___ INPUT MATERIAL
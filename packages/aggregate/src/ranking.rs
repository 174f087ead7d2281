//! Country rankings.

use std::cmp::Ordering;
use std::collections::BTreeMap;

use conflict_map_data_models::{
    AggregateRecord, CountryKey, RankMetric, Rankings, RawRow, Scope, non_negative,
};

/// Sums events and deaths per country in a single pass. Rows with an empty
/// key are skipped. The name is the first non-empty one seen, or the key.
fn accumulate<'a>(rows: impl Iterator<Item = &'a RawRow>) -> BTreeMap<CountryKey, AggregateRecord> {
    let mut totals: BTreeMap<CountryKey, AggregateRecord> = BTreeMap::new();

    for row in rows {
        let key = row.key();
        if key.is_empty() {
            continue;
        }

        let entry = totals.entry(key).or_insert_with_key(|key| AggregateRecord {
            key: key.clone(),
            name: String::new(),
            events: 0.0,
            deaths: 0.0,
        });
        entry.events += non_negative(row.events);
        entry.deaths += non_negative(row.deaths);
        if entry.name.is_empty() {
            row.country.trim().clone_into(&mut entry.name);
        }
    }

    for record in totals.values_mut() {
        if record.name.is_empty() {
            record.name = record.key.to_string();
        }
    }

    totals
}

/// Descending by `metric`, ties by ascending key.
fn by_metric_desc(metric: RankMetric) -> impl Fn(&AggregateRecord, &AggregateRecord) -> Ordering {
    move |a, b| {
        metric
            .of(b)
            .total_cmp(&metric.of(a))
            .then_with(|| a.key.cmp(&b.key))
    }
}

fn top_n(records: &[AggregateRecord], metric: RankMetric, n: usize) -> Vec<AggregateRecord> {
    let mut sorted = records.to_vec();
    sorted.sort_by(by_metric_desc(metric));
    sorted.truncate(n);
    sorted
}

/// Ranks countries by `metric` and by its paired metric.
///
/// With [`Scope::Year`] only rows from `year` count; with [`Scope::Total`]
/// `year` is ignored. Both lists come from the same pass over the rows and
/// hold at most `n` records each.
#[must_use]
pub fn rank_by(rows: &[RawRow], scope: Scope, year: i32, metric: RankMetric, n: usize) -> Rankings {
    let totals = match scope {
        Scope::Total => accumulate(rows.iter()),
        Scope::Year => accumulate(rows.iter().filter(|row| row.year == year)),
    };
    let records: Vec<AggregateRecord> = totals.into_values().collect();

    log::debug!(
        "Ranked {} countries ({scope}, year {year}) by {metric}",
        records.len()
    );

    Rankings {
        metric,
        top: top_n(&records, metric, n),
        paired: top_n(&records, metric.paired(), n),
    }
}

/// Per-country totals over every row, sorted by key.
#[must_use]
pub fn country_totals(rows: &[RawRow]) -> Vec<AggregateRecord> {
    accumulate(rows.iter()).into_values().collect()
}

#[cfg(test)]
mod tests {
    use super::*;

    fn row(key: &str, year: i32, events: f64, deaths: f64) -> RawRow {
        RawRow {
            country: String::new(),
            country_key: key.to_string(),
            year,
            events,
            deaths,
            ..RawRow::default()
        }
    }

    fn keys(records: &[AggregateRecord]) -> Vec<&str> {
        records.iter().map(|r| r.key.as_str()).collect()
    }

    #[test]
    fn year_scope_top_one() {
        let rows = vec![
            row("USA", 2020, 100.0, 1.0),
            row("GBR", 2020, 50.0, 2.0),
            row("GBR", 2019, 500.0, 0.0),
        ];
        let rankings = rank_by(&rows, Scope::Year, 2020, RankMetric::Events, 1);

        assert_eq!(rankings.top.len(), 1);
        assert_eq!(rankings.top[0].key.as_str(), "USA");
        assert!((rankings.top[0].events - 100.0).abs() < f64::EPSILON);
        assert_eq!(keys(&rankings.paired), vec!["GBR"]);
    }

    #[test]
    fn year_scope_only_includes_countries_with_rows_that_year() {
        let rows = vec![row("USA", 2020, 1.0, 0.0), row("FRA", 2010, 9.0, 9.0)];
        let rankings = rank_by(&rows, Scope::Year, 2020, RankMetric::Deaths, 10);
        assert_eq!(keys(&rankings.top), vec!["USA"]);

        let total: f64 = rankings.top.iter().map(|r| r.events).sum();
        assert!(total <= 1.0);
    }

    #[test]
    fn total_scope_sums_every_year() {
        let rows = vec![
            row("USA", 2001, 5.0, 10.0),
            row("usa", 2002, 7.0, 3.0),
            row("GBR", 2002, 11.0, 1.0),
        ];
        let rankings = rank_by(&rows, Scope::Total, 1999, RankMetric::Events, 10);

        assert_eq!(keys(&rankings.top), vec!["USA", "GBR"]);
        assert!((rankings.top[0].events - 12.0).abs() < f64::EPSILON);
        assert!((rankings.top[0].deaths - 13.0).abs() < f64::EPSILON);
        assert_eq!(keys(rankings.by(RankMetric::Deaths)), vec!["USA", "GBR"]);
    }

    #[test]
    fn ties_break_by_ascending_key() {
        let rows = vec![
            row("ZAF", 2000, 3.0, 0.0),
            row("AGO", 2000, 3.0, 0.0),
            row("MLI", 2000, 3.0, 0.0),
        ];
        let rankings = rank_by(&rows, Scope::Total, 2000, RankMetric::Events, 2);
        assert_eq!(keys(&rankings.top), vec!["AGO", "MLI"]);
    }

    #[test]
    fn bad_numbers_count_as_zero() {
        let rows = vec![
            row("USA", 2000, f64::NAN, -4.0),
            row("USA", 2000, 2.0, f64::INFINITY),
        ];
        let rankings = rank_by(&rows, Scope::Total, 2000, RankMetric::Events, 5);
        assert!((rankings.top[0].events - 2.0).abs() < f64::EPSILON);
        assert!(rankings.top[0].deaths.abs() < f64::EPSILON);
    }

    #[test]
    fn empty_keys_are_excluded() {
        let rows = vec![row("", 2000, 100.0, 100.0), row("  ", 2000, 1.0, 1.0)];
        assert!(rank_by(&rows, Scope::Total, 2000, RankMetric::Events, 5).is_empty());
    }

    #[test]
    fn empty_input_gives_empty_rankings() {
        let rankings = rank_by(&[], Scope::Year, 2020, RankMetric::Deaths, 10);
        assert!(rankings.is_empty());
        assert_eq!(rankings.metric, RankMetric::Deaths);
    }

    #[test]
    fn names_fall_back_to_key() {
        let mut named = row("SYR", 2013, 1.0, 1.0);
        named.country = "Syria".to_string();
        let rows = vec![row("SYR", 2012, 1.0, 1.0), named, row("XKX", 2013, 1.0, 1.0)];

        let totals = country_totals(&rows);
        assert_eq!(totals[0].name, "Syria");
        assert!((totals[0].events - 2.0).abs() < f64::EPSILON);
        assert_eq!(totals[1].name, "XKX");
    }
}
______
___ INPUT MATERIAL
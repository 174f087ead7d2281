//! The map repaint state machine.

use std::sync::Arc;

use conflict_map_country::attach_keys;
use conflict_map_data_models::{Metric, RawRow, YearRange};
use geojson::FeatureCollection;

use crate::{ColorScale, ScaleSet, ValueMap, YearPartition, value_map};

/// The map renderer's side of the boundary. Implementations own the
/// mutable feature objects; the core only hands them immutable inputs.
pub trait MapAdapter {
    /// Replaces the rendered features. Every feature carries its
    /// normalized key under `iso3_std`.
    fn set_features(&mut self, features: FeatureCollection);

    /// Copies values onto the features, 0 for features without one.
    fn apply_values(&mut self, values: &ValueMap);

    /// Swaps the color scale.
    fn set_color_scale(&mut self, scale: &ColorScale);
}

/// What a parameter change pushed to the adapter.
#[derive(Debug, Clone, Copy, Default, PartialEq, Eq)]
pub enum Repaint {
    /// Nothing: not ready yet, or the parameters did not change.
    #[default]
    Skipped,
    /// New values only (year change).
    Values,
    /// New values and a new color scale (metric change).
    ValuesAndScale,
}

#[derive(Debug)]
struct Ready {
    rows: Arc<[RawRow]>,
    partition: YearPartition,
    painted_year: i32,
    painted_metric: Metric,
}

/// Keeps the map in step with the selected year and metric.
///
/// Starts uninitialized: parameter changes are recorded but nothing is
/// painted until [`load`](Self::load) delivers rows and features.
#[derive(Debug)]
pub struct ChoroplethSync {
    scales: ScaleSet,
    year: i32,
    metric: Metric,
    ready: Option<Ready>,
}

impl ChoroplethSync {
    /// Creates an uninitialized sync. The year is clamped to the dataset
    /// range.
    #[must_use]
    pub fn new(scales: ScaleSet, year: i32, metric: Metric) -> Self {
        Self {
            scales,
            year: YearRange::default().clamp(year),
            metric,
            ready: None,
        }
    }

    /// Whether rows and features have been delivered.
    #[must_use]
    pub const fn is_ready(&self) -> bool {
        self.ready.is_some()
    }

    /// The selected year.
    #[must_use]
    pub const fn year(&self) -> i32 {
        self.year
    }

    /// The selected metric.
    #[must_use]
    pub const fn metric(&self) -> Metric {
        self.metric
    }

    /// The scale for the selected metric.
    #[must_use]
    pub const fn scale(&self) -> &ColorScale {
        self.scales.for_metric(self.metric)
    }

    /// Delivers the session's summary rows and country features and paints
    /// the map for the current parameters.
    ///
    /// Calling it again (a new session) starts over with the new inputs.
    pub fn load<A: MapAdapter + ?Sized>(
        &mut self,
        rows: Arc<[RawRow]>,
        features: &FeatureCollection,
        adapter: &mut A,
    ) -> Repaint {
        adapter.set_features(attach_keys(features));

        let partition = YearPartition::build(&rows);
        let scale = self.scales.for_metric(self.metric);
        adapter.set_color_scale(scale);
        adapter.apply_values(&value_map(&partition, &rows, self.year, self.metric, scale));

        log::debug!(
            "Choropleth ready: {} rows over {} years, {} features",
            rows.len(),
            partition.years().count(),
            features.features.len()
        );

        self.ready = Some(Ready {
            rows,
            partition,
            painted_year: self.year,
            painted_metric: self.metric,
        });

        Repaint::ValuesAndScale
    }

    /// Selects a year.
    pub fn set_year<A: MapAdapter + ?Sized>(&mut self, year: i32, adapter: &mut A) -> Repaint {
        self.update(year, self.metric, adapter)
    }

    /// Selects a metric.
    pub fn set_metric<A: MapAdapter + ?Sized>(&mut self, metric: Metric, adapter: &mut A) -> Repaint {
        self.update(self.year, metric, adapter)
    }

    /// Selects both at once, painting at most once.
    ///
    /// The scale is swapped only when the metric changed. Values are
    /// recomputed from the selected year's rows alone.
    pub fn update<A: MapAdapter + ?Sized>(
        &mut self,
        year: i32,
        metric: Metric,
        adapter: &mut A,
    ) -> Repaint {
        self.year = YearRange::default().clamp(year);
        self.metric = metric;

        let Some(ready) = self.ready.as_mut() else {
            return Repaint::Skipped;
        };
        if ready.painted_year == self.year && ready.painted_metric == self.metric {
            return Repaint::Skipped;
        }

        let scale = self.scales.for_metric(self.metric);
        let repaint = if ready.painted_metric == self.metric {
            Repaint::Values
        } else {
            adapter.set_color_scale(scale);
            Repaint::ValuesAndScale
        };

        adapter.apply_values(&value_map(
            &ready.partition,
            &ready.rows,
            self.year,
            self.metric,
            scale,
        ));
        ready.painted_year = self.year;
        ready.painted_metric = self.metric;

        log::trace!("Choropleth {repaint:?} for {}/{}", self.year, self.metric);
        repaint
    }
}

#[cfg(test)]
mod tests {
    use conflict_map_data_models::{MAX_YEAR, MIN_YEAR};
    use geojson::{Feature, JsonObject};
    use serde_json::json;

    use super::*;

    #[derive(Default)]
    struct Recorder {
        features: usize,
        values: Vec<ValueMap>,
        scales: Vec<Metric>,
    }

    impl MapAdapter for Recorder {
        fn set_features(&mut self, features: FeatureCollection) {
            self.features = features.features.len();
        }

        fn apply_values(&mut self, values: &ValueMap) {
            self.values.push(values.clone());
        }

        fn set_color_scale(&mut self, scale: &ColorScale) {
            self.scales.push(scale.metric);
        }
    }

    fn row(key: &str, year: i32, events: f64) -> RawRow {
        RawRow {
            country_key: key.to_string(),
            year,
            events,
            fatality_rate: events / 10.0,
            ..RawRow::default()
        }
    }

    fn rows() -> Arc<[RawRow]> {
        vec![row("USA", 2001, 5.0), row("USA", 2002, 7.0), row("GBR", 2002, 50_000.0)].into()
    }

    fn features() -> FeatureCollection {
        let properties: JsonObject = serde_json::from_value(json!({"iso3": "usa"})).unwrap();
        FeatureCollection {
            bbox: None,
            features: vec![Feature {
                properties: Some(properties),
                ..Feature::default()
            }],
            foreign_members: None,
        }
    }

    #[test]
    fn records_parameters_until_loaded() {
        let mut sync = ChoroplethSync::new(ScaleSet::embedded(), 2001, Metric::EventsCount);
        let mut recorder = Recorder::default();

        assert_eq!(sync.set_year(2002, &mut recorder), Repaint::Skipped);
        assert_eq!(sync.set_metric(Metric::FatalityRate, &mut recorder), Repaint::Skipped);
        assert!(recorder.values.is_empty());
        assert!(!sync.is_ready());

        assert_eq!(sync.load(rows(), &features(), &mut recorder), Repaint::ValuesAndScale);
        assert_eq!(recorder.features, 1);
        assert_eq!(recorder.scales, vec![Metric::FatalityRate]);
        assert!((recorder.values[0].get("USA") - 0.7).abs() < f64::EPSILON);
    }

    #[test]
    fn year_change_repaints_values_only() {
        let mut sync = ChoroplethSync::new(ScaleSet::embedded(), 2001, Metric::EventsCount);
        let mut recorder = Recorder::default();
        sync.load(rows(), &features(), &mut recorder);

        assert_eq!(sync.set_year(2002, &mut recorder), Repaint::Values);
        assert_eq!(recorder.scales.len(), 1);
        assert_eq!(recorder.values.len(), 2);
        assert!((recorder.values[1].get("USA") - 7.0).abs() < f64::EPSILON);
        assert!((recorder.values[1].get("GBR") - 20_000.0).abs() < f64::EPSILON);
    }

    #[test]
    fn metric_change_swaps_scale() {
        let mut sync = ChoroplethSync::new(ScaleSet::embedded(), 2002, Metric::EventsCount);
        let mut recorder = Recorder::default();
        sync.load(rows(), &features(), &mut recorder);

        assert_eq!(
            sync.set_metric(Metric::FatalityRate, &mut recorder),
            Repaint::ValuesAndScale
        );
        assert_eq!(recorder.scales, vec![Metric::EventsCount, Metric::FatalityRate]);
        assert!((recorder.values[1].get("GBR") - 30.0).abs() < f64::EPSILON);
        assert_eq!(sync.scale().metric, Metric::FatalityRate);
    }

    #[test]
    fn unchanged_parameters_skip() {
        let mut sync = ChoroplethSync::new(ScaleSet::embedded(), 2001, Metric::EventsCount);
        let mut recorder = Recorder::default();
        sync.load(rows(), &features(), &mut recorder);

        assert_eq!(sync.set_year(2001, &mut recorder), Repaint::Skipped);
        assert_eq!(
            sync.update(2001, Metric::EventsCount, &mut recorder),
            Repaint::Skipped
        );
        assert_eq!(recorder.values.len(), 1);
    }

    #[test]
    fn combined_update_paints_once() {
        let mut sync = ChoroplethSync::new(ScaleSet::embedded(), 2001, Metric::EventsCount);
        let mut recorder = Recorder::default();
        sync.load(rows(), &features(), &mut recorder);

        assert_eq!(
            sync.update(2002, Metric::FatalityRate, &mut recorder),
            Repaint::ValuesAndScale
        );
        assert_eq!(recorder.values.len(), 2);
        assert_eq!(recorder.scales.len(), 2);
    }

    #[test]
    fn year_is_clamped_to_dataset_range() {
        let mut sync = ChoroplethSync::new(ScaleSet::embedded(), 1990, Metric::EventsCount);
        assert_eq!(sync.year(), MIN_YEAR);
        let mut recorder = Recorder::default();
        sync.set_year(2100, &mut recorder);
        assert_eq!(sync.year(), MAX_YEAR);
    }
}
______
_WORK ORDER_. Write only the number of lines in the records that contain the string "FatalityRate".

_RESULT BELOW_. 6